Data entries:
________________

//! In-memory reference implementation of the SmartFlow update-request API.
//!
//! Exposes an axum [`Router`] over a [`Backend`] that honours the same JSON
//! contract as the production server. The client crate runs its integration
//! tests against it; the `mock-server` binary serves it for local use.
//!
//! # Mounting
//!
//! ```rust,ignore
//! let app = smartflow_api::app(Arc::new(Backend::new()));
//! axum::serve(listener, app).await?;
//! ```

pub mod auth;
pub mod backend;
pub mod documents;
pub mod error;
pub mod notifications;
pub mod officer;
pub mod updates;

use std::{net::SocketAddr, sync::Arc};

use axum::{
  Router,
  extract::{Request, State},
  middleware::{self, Next},
  response::{Html, IntoResponse, Response},
  routing::{get, post},
};
use tokio::net::TcpListener;
use tower_http::trace::TraceLayer;

pub use backend::Backend;
pub use error::ApiError;

/// Build the `/api` routes for `backend`, without the `/api` prefix.
pub fn api_router(backend: Arc<Backend>) -> Router<()> {
  Router::new()
    // Auth
    .route("/auth/login", post(auth::login))
    .route("/auth/logout", post(auth::logout))
    // Requests
    .route("/updates/submit", post(updates::submit))
    .route("/updates/my-requests", get(updates::my_requests))
    .route("/updates/{id}", get(updates::get_one))
    // Documents
    .route("/documents/upload", post(documents::upload))
    // Officer
    .route("/officer/pending-requests", get(officer::pending_requests))
    .route("/officer/update-status", post(officer::update_status))
    // Notifications
    .route("/notifications", get(notifications::list))
    .with_state(backend)
}

/// The full application: routes nested under `/api`, call recording, and
/// HTTP tracing.
pub fn app(backend: Arc<Backend>) -> Router {
  Router::new()
    .nest("/api", api_router(backend.clone()))
    .layer(middleware::from_fn_with_state(backend, track))
    .layer(TraceLayer::new_for_http())
}

/// Record every call; answer with a non-JSON body while garbling is on.
async fn track(State(backend): State<Arc<Backend>>, req: Request, next: Next) -> Response {
  backend.record_call(format!("{} {}", req.method(), req.uri().path()));
  if let Some(status) = backend.garbled() {
    return (status, Html("<html><body>upstream unavailable</body></html>")).into_response();
  }
  next.run(req).await
}

/// Serve `backend` on an ephemeral localhost port in the background and
/// return the bound address.
pub async fn spawn(backend: Arc<Backend>) -> std::io::Result<SocketAddr> {
  let listener = TcpListener::bind("127.0.0.1:0").await?;
  let addr = listener.local_addr()?;
  let app = app(backend);
  tokio::spawn(async move {
    if let Err(e) = axum::serve(listener, app).await {
      tracing::error!("reference API stopped: {e}");
    }
  });
  Ok(addr)
}
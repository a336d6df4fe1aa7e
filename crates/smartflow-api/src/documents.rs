//! Handler for `POST /documents/upload` (multipart field `file`).

use std::sync::Arc;

use axum::{
  Json,
  extract::{Multipart, State},
};
use smartflow_core::request::UploadResponse;

use crate::{auth::Bearer, backend::Backend, error::ApiError};

/// `POST /documents/upload`
pub async fn upload(
  State(backend): State<Arc<Backend>>,
  bearer: Bearer,
  mut multipart: Multipart,
) -> Result<Json<UploadResponse>, ApiError> {
  while let Some(field) = multipart
    .next_field()
    .await
    .map_err(|e| ApiError::BadRequest(e.to_string()))?
  {
    if field.name() != Some("file") {
      continue;
    }
    let filename = field
      .file_name()
      .filter(|n| !n.is_empty())
      .ok_or_else(|| ApiError::BadRequest("No file selected".into()))?
      .to_owned();
    let content = field
      .bytes()
      .await
      .map_err(|e| ApiError::BadRequest(e.to_string()))?;
    return Ok(Json(backend.store_document(&bearer.principal, &filename, content)?));
  }
  Err(ApiError::BadRequest("No file provided".into()))
}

________________

How to complete this task: The required output is every line above from the one with "let addr = listener.local_addr()?;" down to the one with "filename crates/smartflow-api/src/documents.rs", restated word for word, ends included.

Output:
  let addr = listener.local_addr()?;
  let app = app(backend);
  tokio::spawn(async move {
    if let Err(e) = axum::serve(listener, app).await {
      tracing::error!("reference API stopped: {e}");
    }
  });
  Ok(addr)
}
repository a336d6df4fe1aa7e
filename crates/smartflow-api/src/documents.rs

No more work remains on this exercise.